**What you are asked to do:** Throughout the entries below, report every line where "ExecOutput" is found.

**Dataset extract:**
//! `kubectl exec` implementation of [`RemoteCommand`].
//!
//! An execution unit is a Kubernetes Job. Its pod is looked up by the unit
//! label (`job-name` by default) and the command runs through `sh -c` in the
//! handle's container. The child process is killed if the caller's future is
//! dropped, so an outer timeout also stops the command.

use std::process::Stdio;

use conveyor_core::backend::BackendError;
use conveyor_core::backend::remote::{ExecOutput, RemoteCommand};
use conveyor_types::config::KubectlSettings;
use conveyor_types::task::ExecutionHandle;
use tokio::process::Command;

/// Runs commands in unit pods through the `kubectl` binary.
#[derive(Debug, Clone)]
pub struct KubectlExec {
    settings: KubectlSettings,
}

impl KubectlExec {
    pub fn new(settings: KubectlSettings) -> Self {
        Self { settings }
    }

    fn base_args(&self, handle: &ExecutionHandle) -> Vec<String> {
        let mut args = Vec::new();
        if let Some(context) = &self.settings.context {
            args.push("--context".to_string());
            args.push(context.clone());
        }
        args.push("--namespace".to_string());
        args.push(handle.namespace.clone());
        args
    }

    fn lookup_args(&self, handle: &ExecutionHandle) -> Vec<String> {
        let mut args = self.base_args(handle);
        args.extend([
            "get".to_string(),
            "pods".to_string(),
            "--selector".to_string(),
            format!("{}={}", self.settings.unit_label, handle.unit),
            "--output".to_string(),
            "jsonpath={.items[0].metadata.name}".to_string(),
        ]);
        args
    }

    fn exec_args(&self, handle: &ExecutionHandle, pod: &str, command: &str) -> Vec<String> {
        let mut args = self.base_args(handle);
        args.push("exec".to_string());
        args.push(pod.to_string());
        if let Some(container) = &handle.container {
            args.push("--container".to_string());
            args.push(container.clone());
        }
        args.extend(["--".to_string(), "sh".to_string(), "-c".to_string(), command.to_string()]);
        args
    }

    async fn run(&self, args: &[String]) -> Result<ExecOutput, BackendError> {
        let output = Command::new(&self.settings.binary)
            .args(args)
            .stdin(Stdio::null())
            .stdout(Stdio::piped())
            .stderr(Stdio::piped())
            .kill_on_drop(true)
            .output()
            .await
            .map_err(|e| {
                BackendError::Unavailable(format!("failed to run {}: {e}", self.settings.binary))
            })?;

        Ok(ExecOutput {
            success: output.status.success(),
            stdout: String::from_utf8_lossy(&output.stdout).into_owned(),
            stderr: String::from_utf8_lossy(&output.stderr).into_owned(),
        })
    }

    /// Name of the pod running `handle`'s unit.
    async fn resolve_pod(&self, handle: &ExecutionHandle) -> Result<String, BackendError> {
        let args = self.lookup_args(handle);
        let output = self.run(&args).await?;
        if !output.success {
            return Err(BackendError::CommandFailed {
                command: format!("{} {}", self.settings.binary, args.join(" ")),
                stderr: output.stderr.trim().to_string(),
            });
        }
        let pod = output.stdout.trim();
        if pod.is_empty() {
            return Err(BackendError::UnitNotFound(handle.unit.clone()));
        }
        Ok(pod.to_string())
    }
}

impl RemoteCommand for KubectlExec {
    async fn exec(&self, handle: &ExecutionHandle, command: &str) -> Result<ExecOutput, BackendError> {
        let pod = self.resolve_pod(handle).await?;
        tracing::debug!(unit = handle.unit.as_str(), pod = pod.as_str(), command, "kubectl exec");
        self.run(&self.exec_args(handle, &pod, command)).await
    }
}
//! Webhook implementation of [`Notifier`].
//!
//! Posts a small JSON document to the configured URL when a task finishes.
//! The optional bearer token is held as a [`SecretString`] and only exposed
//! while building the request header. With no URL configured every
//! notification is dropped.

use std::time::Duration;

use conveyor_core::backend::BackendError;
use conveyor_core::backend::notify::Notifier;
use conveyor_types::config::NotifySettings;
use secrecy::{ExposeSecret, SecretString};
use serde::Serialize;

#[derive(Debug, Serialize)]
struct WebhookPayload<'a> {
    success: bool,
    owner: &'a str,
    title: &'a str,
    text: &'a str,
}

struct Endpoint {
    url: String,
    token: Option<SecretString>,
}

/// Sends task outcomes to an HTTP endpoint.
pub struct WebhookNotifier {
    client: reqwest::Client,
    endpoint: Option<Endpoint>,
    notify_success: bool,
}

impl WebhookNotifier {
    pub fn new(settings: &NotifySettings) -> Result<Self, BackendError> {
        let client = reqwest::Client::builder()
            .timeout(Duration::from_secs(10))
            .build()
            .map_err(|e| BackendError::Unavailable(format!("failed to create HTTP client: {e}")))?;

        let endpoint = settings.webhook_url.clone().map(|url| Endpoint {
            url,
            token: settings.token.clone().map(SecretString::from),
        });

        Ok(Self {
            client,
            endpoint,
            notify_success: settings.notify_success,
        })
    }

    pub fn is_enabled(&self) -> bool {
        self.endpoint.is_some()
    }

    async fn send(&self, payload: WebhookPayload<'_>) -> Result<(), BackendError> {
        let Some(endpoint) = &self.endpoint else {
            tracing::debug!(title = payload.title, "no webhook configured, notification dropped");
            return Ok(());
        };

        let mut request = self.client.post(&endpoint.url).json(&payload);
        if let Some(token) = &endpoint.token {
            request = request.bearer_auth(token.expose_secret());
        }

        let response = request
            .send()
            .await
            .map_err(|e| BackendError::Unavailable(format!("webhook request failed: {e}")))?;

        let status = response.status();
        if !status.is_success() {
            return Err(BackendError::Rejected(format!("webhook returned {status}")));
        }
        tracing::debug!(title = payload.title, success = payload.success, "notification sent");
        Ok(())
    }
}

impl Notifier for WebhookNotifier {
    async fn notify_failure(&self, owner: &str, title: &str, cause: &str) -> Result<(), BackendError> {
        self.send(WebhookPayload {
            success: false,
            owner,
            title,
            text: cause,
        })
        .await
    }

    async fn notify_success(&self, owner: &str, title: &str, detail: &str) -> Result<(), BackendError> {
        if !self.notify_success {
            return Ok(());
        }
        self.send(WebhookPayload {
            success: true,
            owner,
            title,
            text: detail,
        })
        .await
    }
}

**Output of the task:**
use conveyor_core::backend::remote::{ExecOutput, RemoteCommand};
    async fn run(&self, args: &[String]) -> Result<ExecOutput, BackendError> {
        Ok(ExecOutput {
    async fn exec(&self, handle: &ExecutionHandle, command: &str) -> Result<ExecOutput, BackendError> {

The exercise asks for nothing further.